Rich Leavitt (16:53):
Andrew, as we know, there's often a lag between what the D&O product leaders message in the media and in large meetings like RIMS and what D&O underwriters are messaging to insureds. What are you hearing from underwriters to buyers during one-on-one? How are they preparing buyers for upcoming renewals?
Andrew Sousa (17:13):
Well, I think D&O underwriters are still taking an aggressive approach on most life sciences business. The primary market is still somewhat limited, but there are more players than there were a few years ago and there's a large group of markets competing for excess and side A capacity. I think the market will remain relatively competitive through Q3 and we may start to see some pullback as we move to the later part of '23 and '24 as we come towards the second and third renewals of the soft market cycle. And that's the message that we are getting from the insurance community as well.
Rich Leavitt (17:52):
Good. I'm glad that both of you are continuing to send a strong message to our life sciences clients that things continue to look good on the D&O front. Well thank you both for this edition of life sciences D&O under the microscope. See you next month.

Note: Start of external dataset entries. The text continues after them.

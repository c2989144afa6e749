use indexmap::IndexMap;
use serde::{Deserialize, Serialize};
use serde_json::Value;

use crate::ir::HttpMethod;

use super::RefOr;
use super::document::Server;
use super::schema::SchemaOrRef;
use super::security::SecurityRequirement;

/// Operations sharing one path (or one webhook name).
#[derive(Debug, Clone, PartialEq, Default, Serialize, Deserialize)]
pub struct PathItem {
    /// The whole item may live elsewhere in the document.
    #[serde(rename = "$ref", skip_serializing_if = "Option::is_none")]
    pub ref_path: Option<String>,

    #[serde(default, skip_serializing_if = "Vec::is_empty")]
    pub parameters: Vec<RefOr<Parameter>>,

    #[serde(default, skip_serializing_if = "Vec::is_empty")]
    pub servers: Vec<Server>,

    #[serde(skip_serializing_if = "Option::is_none")]
    pub get: Option<Operation>,
    #[serde(skip_serializing_if = "Option::is_none")]
    pub put: Option<Operation>,
    #[serde(skip_serializing_if = "Option::is_none")]
    pub post: Option<Operation>,
    #[serde(skip_serializing_if = "Option::is_none")]
    pub delete: Option<Operation>,
    #[serde(skip_serializing_if = "Option::is_none")]
    pub options: Option<Operation>,
    #[serde(skip_serializing_if = "Option::is_none")]
    pub head: Option<Operation>,
    #[serde(skip_serializing_if = "Option::is_none")]
    pub patch: Option<Operation>,
    #[serde(skip_serializing_if = "Option::is_none")]
    pub trace: Option<Operation>,
}

impl PathItem {
    /// Declared operations, in the order the methods are listed above.
    pub fn operations(&self) -> Vec<(HttpMethod, &Operation)> {
        [
            (HttpMethod::Get, &self.get),
            (HttpMethod::Put, &self.put),
            (HttpMethod::Post, &self.post),
            (HttpMethod::Delete, &self.delete),
            (HttpMethod::Options, &self.options),
            (HttpMethod::Head, &self.head),
            (HttpMethod::Patch, &self.patch),
            (HttpMethod::Trace, &self.trace),
        ]
        .into_iter()
        .filter_map(|(method, operation)| operation.as_ref().map(|op| (method, op)))
        .collect()
    }
}

#[derive(Debug, Clone, PartialEq, Default, Serialize, Deserialize)]
#[serde(default, rename_all = "camelCase")]
pub struct Operation {
    #[serde(skip_serializing_if = "Option::is_none")]
    pub operation_id: Option<String>,

    #[serde(skip_serializing_if = "Option::is_none")]
    pub summary: Option<String>,

    #[serde(skip_serializing_if = "Option::is_none")]
    pub description: Option<String>,

    #[serde(skip_serializing_if = "std::ops::Not::not")]
    pub deprecated: bool,

    #[serde(skip_serializing_if = "Vec::is_empty")]
    pub tags: Vec<String>,

    #[serde(skip_serializing_if = "Vec::is_empty")]
    pub parameters: Vec<RefOr<Parameter>>,

    #[serde(skip_serializing_if = "Option::is_none")]
    pub request_body: Option<RefOr<RequestBody>>,

    #[serde(skip_serializing_if = "IndexMap::is_empty")]
    pub responses: IndexMap<String, RefOr<Response>>,

    /// `None` inherits the document requirements; an empty list opts out.
    #[serde(skip_serializing_if = "Option::is_none")]
    pub security: Option<Vec<SecurityRequirement>>,

    #[serde(skip_serializing_if = "Vec::is_empty")]
    pub servers: Vec<Server>,
}

#[derive(Debug, Clone, Copy, PartialEq, Eq, Serialize, Deserialize)]
#[serde(rename_all = "lowercase")]
pub enum ParameterLocation {
    Path,
    Query,
    Header,
    Cookie,
}

#[derive(Debug, Clone, PartialEq, Serialize, Deserialize)]
#[serde(rename_all = "camelCase")]
pub struct Parameter {
    pub name: String,

    #[serde(rename = "in")]
    pub location: ParameterLocation,

    #[serde(skip_serializing_if = "Option::is_none")]
    pub description: Option<String>,

    #[serde(default)]
    pub required: bool,

    #[serde(default)]
    pub deprecated: bool,

    #[serde(skip_serializing_if = "Option::is_none")]
    pub schema: Option<SchemaOrRef>,

    /// Used instead of `schema` for non-trivial serializations.
    #[serde(default, skip_serializing_if = "IndexMap::is_empty")]
    pub content: IndexMap<String, MediaType>,

    #[serde(skip_serializing_if = "Option::is_none")]
    pub style: Option<String>,

    #[serde(skip_serializing_if = "Option::is_none")]
    pub explode: Option<bool>,

    #[serde(default)]
    pub allow_reserved: bool,
}

#[derive(Debug, Clone, PartialEq, Serialize, Deserialize)]
pub struct RequestBody {
    #[serde(skip_serializing_if = "Option::is_none")]
    pub description: Option<String>,

    #[serde(default)]
    pub content: IndexMap<String, MediaType>,

    #[serde(default)]
    pub required: bool,
}

#[derive(Debug, Clone, PartialEq, Default, Serialize, Deserialize)]
#[serde(default)]
pub struct Response {
    #[serde(skip_serializing_if = "String::is_empty")]
    pub description: String,

    #[serde(skip_serializing_if = "IndexMap::is_empty")]
    pub content: IndexMap<String, MediaType>,
}

/// One entry of a `content` map.
#[derive(Debug, Clone, PartialEq, Default, Serialize, Deserialize)]
#[serde(default)]
pub struct MediaType {
    #[serde(skip_serializing_if = "Option::is_none")]
    pub schema: Option<SchemaOrRef>,

    #[serde(skip_serializing_if = "Option::is_none")]
    pub example: Option<Value>,
}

Alliant note and disclaimer: This document is designed to provide general information and guidance. Please note that prior to implementation your legal counsel should review all details or policy information. Alliant Insurance Services does not provide legal advice or legal opinions. If a legal opinion is needed, please seek the services of your own legal advisor or ask Alliant Insurance Services for a referral. This document is provided on an “as is” basis without any warranty of any kind. Alliant Insurance Services disclaims any liability for any loss or damage from reliance on this document.